** Opening Data shown block **
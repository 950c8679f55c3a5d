//! Type definitions for delivery queue and processor

use std::{sync::Arc, time::SystemTime};

use empath_common::{DeliveryStatus, domain::Domain};
use empath_spool::SpooledMessageId;
use serde::{Deserialize, Serialize};

use crate::dns::MailServer;

/// SMTP operation timeout configuration
///
/// Configures timeout durations for various SMTP operations to prevent
/// hung connections and ensure timely failure detection.
#[derive(Debug, Clone, Serialize, Deserialize)]
pub struct SmtpTimeouts {
    /// Timeout for initial connection establishment
    ///
    /// Default: 30 seconds
    #[serde(default = "default_connect_timeout")]
    pub connect_secs: u64,

    /// Timeout for EHLO/HELO commands
    ///
    /// Default: 30 seconds
    #[serde(default = "default_ehlo_timeout")]
    pub ehlo_secs: u64,

    /// Timeout for STARTTLS command and TLS upgrade
    ///
    /// Default: 30 seconds
    #[serde(default = "default_starttls_timeout")]
    pub starttls_secs: u64,

    /// Timeout for MAIL FROM command
    ///
    /// Default: 30 seconds
    #[serde(default = "default_mail_from_timeout")]
    pub mail_from_secs: u64,

    /// Timeout for RCPT TO command
    ///
    /// Default: 30 seconds
    #[serde(default = "default_rcpt_to_timeout")]
    pub rcpt_to_secs: u64,

    /// Timeout for DATA command and message transmission
    ///
    /// This is longer than other timeouts to accommodate large messages.
    /// Default: 120 seconds (2 minutes)
    #[serde(default = "default_data_timeout")]
    pub data_secs: u64,

    /// Timeout for QUIT command
    ///
    /// Default: 10 seconds
    #[serde(default = "default_quit_timeout")]
    pub quit_secs: u64,
}

impl Default for SmtpTimeouts {
    fn default() -> Self {
        Self {
            connect_secs: default_connect_timeout(),
            ehlo_secs: default_ehlo_timeout(),
            starttls_secs: default_starttls_timeout(),
            mail_from_secs: default_mail_from_timeout(),
            rcpt_to_secs: default_rcpt_to_timeout(),
            data_secs: default_data_timeout(),
            quit_secs: default_quit_timeout(),
        }
    }
}

const fn default_connect_timeout() -> u64 {
    30
}

const fn default_ehlo_timeout() -> u64 {
    30
}

const fn default_starttls_timeout() -> u64 {
    30
}

const fn default_mail_from_timeout() -> u64 {
    30
}

const fn default_rcpt_to_timeout() -> u64 {
    30
}

const fn default_data_timeout() -> u64 {
    120
}

const fn default_quit_timeout() -> u64 {
    10
}

/// Information about a message in the delivery queue
#[derive(Debug, Clone, Serialize, Deserialize)]
pub struct DeliveryInfo {
    /// The spooled message identifier
    pub message_id: SpooledMessageId,
    /// Current delivery status
    pub status: DeliveryStatus,
    /// List of delivery attempts
    pub attempts: Vec<empath_common::DeliveryAttempt>,
    /// Recipient domain for this delivery
    pub recipient_domain: Domain,
    /// Resolved mail servers (sorted by priority, Arc for cheap cloning)
    pub mail_servers: Arc<Vec<MailServer>>,
    /// Index of the current mail server being tried
    pub current_server_index: usize,
    /// When this message was first queued
    pub queued_at: SystemTime,
    /// When the next retry should be attempted (None for immediate retry)
    pub next_retry_at: Option<SystemTime>,
}

impl DeliveryInfo {
    /// Create a new pending delivery info
    #[must_use]
    pub fn new(message_id: SpooledMessageId, recipient_domain: impl Into<Domain>) -> Self {
        Self {
            message_id,
            status: DeliveryStatus::Pending,
            attempts: Vec::new(),
            recipient_domain: recipient_domain.into(),
            mail_servers: Arc::new(Vec::new()),
            current_server_index: 0,
            queued_at: SystemTime::now(),
            next_retry_at: None,
        }
    }

    /// Record a delivery attempt
    pub fn record_attempt(&mut self, attempt: empath_common::DeliveryAttempt) {
        self.attempts.push(attempt);
    }

    /// Get the number of attempts made
    pub fn attempt_count(&self) -> u32 {
        u32::try_from(self.attempts.len()).unwrap_or(u32::MAX)
    }

    /// Try the next MX server in the priority list.
    ///
    /// Returns `true` if there is another server to try, `false` if all servers exhausted.
    #[must_use]
    pub fn try_next_server(&mut self) -> bool {
        if self.current_server_index + 1 < self.mail_servers.len() {
            self.current_server_index += 1;
            true
        } else {
            false
        }
    }

    /// Reset to the first MX server (for new delivery cycle).
    pub const fn reset_server_index(&mut self) {
        self.current_server_index = 0;
    }

    /// Get the current mail server being tried.
    #[must_use]
    pub fn current_mail_server(&self) -> Option<&MailServer> {
        self.mail_servers.get(self.current_server_index)
    }
}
** Closing Data shown block **
● Task statement
Beginning at the first line of the records, give again each line exactly as written, ending with the line that contains "operations to prevent".

● Completed task
repository 950c8679f55c3a5d
//! Type definitions for delivery queue and processor

use std::{sync::Arc, time::SystemTime};

use empath_common::{DeliveryStatus, domain::Domain};
use empath_spool::SpooledMessageId;
use serde::{Deserialize, Serialize};

use crate::dns::MailServer;

/// SMTP operation timeout configuration
///
/// Configures timeout durations for various SMTP operations to prevent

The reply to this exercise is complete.